Work so far on my latest commission. It's the largest one I've done so far. It's broken into 3 pieces and each will be framed separately. I think the customer had a really cool idea doing that! Each panel is 16"x20". It's a watercolor of a cherry tree branch with 3 birds in it. 

This is what I have done so far. About to start on the first bird and the other 2 are in the 3rd frame. I'll include the original sketch too.


----------



## tinyliny

I'm not seeing any photo of the tryptic.


----------



## RedDunPaint

tinyliny said:


> I'm not seeing any photo of the tryptic.


I didn't include any of the three portions laid out. The sketch it's all one drawing and then I split it up on the watercolor paper. I put the 2 panels I've worked on side-by-side to show the continuous piece. Once they're framed and hung up by the customer I'll post that picture


----------



## RedDunPaint

Finished the second panel and actually took pictures along the way! So now this piece is 2/3 the way done. The 3rd panel should get finished this week. Normally commissions take me just a week but this one's taking longer because it's 3x the size of one I'd normally do:dance-smiley05:

Base layer of flowers









Finished









Just a fun perspective








And I got the first bird done, modeled from my own little guy Echo. I made a time lapse but my phone _killed_ the quality big time so I'm not going to post it!


----------



## RedDunPaint

I finished the commission last week but I'm waiting for customer to send me pictures of it all framed then I'll post them!

I did a fun horse eye study in watercolor; I'm really pleased with how it turned out! I'm submitting a piece of artwork to our new school magazine, and I have the school's art contest coming up. But I'm most excited because there's a dressage festival looking for a local artist to submit horse art to put on their poster and be highlighted in their brochure. If I won, I'd get a free vendor to sell my art and get exposure. It'd be an _amazing_ opportunity. I have a really fun idea, so I'll start working on that soon! I think I'll do 3 for 1 and use the same piece for all 3 submissions lol


----------



## RedDunPaint

Okay, I have the pictures from that commission!

Here it is hanging up:









Some close-ups (I added some width to the branch in the first frame after I took this picture)


----------



## tinyliny

great job!!! that looks so sweet. you must feel very proud and accomplished for such a nice, big project. Working big is hard, but so satisfying.


----------



## RedDunPaint

tinyliny said:


> great job!!! that looks so sweet. you must feel very proud and accomplished for such a nice, big project. Working big is hard, but so satisfying.


Thank you!!

I had surgery on Friday (just a minor thing no worries...if any of you follow Tessa's journal you know that already so I apologize for "old news":tongue but I'm not allowed to do really...anything for a few days. So, without being able to ride Tessa or get any work done, I've had a chance to work on a painting! (Also, I've binge-watched a show on Netflix and nearly finished a book!)
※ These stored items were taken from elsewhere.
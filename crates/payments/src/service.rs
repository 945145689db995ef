//! Payment service: intents, gateway orders and webhook ingestion.

use std::collections::HashMap;
use std::sync::Arc;

use chrono::Utc;
use common::{Currency, Money, OrderId, PaymentId};
use event_bus::{EventBus, keys};
use serde::{Deserialize, Serialize};
use serde_json::json;

use crate::gateway::{GatewayOrder, GatewayOrderRequest, PaymentGateway};
use crate::order_client::{OrderClient, OrderSnapshot};
use crate::repository::PaymentRepository;
use crate::webhook::WebhookPayload;
use crate::{
    CreatePayment, Payment, PaymentError, PaymentLog, PaymentOutcomeEvent, PaymentStatus, Result,
    signature,
};

/// Request to open a gateway-side payment for an order.
#[derive(Debug, Clone, Serialize, Deserialize)]
#[serde(rename_all = "camelCase")]
pub struct CreateGatewayOrder {
    pub order_id: OrderId,
    pub amount: Money,
    #[serde(default)]
    pub currency: Option<Currency>,
    #[serde(default)]
    pub method: Option<String>,
}

/// A local payment paired with its gateway order.
#[derive(Debug, Clone, PartialEq, Serialize, Deserialize)]
#[serde(rename_all = "camelCase")]
pub struct GatewayCheckout {
    pub payment: Payment,
    pub gateway_order: GatewayOrder,
}

/// Service owning payments and their gateway interactions.
#[derive(Clone)]
pub struct PaymentService {
    repository: Arc<dyn PaymentRepository>,
    gateway: Arc<dyn PaymentGateway>,
    orders: Arc<dyn OrderClient>,
    bus: EventBus,
    webhook_secret: Option<String>,
}

impl PaymentService {
    pub fn new(
        repository: Arc<dyn PaymentRepository>,
        gateway: Arc<dyn PaymentGateway>,
        orders: Arc<dyn OrderClient>,
        bus: EventBus,
        webhook_secret: Option<String>,
    ) -> Self {
        if webhook_secret.is_none() {
            tracing::warn!("webhook secret not configured, webhook signatures will not be checked");
        }
        Self {
            repository,
            gateway,
            orders,
            bus,
            webhook_secret,
        }
    }

    /// Records a pending payment for an order. One payment per order.
    #[tracing::instrument(skip(self, request), fields(order_id = %request.order_id))]
    pub async fn create(&self, request: CreatePayment) -> Result<Payment> {
        if !request.amount.is_positive() {
            return Err(PaymentError::Validation("amount must be positive".to_string()));
        }
        if self.repository.get_by_order(request.order_id).await?.is_some() {
            return Err(PaymentError::Conflict(request.order_id.to_string()));
        }

        let payment = Payment::pending(
            request.order_id,
            request.amount,
            request.currency.unwrap_or_default(),
            request.method,
        );
        let log = PaymentLog::new(
            payment.id,
            "initiated",
            json!({"amount": payment.amount, "method": payment.method}),
        );
        self.repository.insert(&payment, &log).await?;

        tracing::info!(payment_id = %payment.id, "payment initiated");
        Ok(payment)
    }

    /// Opens a gateway order for an order's payment.
    ///
    /// Idempotent: if the payment already carries a gateway order id, the
    /// existing gateway order is fetched and returned instead of creating
    /// another. The id is stored only after the gateway accepted the order;
    /// a gateway failure marks the payment FAILED.
    #[tracing::instrument(skip(self, request), fields(order_id = %request.order_id))]
    pub async fn create_gateway_order(&self, request: CreateGatewayOrder) -> Result<GatewayCheckout> {
        let existing = self.repository.get_by_order(request.order_id).await?;

        if let Some(payment) = &existing
            && let Some(gateway_order_id) = &payment.gateway_order_id
        {
            let gateway_order = self.gateway.fetch_order(gateway_order_id).await?;
            tracing::info!(payment_id = %payment.id, %gateway_order_id, "reusing existing gateway order");
            return Ok(GatewayCheckout {
                payment: payment.clone(),
                gateway_order,
            });
        }

        let mut payment = match existing {
            Some(payment) => payment,
            None => {
                self.create(CreatePayment {
                    order_id: request.order_id,
                    amount: request.amount,
                    currency: request.currency.clone(),
                    method: request.method.clone(),
                })
                .await?
            }
        };

        let amount = payment.amount.to_minor().ok_or_else(|| {
            PaymentError::Validation(format!("amount {} is out of range", payment.amount))
        })?;
        let gateway_request = GatewayOrderRequest {
            amount,
            currency: payment.currency.to_string(),
            receipt: payment.id.to_string(),
            notes: HashMap::from([("orderId".to_string(), payment.order_id.to_string())]),
        };

        match self.gateway.create_order(&gateway_request).await {
            Ok(gateway_order) => {
                payment.status = PaymentStatus::Pending;
                payment.gateway_order_id = Some(gateway_order.id.clone());
                payment.gateway_response = Some(serde_json::to_value(&gateway_order)?);
                payment.failure_reason = None;
                payment.updated_at = Utc::now();
                let log = PaymentLog::new(
                    payment.id,
                    "gateway_order_created",
                    json!({"gatewayOrderId": gateway_order.id}),
                );
                self.repository.update(&payment, &log).await?;

                tracing::info!(payment_id = %payment.id, gateway_order_id = %gateway_order.id, "gateway order created");
                Ok(GatewayCheckout {
                    payment,
                    gateway_order,
                })
            }
            Err(e) => {
                let reason = e.to_string();
                payment.status = PaymentStatus::Failed;
                payment.failure_reason = Some(reason.clone());
                payment.updated_at = Utc::now();
                let log = PaymentLog::new(
                    payment.id,
                    "gateway_order_failed",
                    json!({"reason": reason}),
                );
                self.repository.update(&payment, &log).await?;

                tracing::error!(payment_id = %payment.id, error = %reason, "gateway order creation failed");
                Err(e)
            }
        }
    }

    /// Ingests a gateway webhook.
    ///
    /// The signature is checked against the raw body before anything is
    /// parsed. The payment is updated and logged before any outward call;
    /// the order status push and the outcome event are best-effort.
    /// Safe to call repeatedly with the same payload, though the outcome
    /// event is published each time.
    #[tracing::instrument(skip(self, raw_body, signature), fields(bytes = raw_body.len()))]
    pub async fn handle_webhook(&self, raw_body: &[u8], signature: Option<&str>) -> Result<Payment> {
        if let Err(e) = self.authenticate(raw_body, signature) {
            metrics::counter!("payment_webhooks_total", "outcome" => "rejected").increment(1);
            tracing::warn!(error = %e, "webhook rejected");
            return Err(e);
        }

        let (payload, raw) = WebhookPayload::parse(raw_body)?;
        let notice = payload.notice()?;

        let Some(mut payment) = self.repository.get_by_order(notice.order_id).await? else {
            metrics::counter!("payment_webhooks_total", "outcome" => "not_found").increment(1);
            return Err(PaymentError::NotFound(notice.order_id.to_string()));
        };

        let previous = payment.status;
        payment.status = notice.status;
        if notice.gateway_id.is_some() {
            payment.gateway_id = notice.gateway_id.clone();
        }
        payment.gateway_response = Some(raw);
        payment.failure_reason = notice.failure_reason.clone();
        payment.updated_at = Utc::now();

        let log = PaymentLog::new(
            payment.id,
            "webhook_received",
            json!({
                "event": notice.event,
                "status": notice.status,
                "previousStatus": previous,
                "gatewayId": notice.gateway_id,
            }),
        );
        self.repository.update(&payment, &log).await?;
        metrics::counter!("payment_webhooks_total", "outcome" => "processed").increment(1);
        tracing::info!(
            payment_id = %payment.id,
            order_id = %payment.order_id,
            from = %previous,
            to = %payment.status,
            "payment updated from webhook"
        );

        let routing_key = match payment.status {
            PaymentStatus::Success => keys::PAYMENT_SUCCESS,
            PaymentStatus::Failed => keys::PAYMENT_FAILED,
            PaymentStatus::Pending | PaymentStatus::Processing | PaymentStatus::Refunded => {
                return Ok(payment);
            }
        };

        let snapshot = self
            .order_snapshot(payment.order_id, payment.status == PaymentStatus::Success)
            .await;
        match snapshot {
            Some(order) => {
                let event = PaymentOutcomeEvent {
                    payment_id: payment.id,
                    order_id: payment.order_id,
                    seller_id: order.seller_id,
                    amount: payment.amount,
                    commission: order.commission,
                    currency: payment.currency.clone(),
                    status: payment.status,
                    gateway_id: payment.gateway_id.clone(),
                    failure_reason: payment.failure_reason.clone(),
                };
                if !self.bus.publish(routing_key, &event).await {
                    tracing::warn!(payment_id = %payment.id, routing_key, "payment outcome event not published");
                }
            }
            None => {
                tracing::error!(
                    payment_id = %payment.id,
                    order_id = %payment.order_id,
                    routing_key,
                    "order unavailable, payment outcome event not published"
                );
            }
        }

        Ok(payment)
    }

    /// Returns the payment for an order.
    pub async fn get_by_order(&self, order_id: OrderId) -> Result<Payment> {
        self.repository
            .get_by_order(order_id)
            .await?
            .ok_or_else(|| PaymentError::NotFound(order_id.to_string()))
    }

    /// Returns the audit log of a payment.
    pub async fn logs(&self, payment_id: PaymentId) -> Result<Vec<PaymentLog>> {
        self.repository.logs(payment_id).await
    }

    fn authenticate(&self, raw_body: &[u8], signature: Option<&str>) -> Result<()> {
        let Some(secret) = &self.webhook_secret else {
            tracing::warn!("accepting unsigned webhook, no secret configured");
            return Ok(());
        };
        let signature = signature.ok_or(PaymentError::Authentication("missing signature"))?;
        signature::verify(secret, raw_body, signature).map_err(PaymentError::Authentication)
    }

    /// Fetches the order for an outcome event, advancing it to PAID first
    /// when the payment succeeded. Failures are logged and left for
    /// reconciliation.
    async fn order_snapshot(&self, order_id: OrderId, mark_paid: bool) -> Option<OrderSnapshot> {
        if mark_paid {
            match self.orders.mark_paid(order_id, "Payment captured").await {
                Ok(order) => return Some(order),
                Err(e) => {
                    tracing::warn!(%order_id, error = %e, "could not mark order as paid");
                }
            }
        }

        match self.orders.get_order(order_id).await {
            Ok(order) => Some(order),
            Err(e) => {
                tracing::warn!(%order_id, error = %e, "could not load order");
                None
            }
        }
    }
}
Anyways, this is for the dressage festival. Watercolor and pen. Here's the progress I've made so far. It's taking _forever_ but I hope it'll be worth it when it's done!!

Sketch with masking fluid (holding the white of the paper). Can't wait to take it off at the end for the "splashing" effect.









Many layers of paint later...









A little later...









And where I ended today. Probably going to go back and work on the rider's clothes some more but I thought it was a good place to end for the day.


----------



## RedDunPaint

I've gotten a lot farther on this! I'm hoping I'll be able to finish it in the next day or so, then I got this idea for a graphite piece I'd really love to enter as well. Might be stretching myself too thin, especially considering the SAT is next weekend. But I'm gonna try!!















I think it's always important to step back and look at the art piece as a whole. I can get so focused on all the little details that sometimes I forget that it's part of a whole piece. And then I can actually see it coming together!


----------



## RedDunPaint

I've gotten a lot farther on this! I'm hoping I'll be able to finish it in the next day or so, then I got this idea for a graphite piece I'd really love to enter as well. Might be stretching myself too thin, especially considering the SAT is next weekend. But I'm gonna try!!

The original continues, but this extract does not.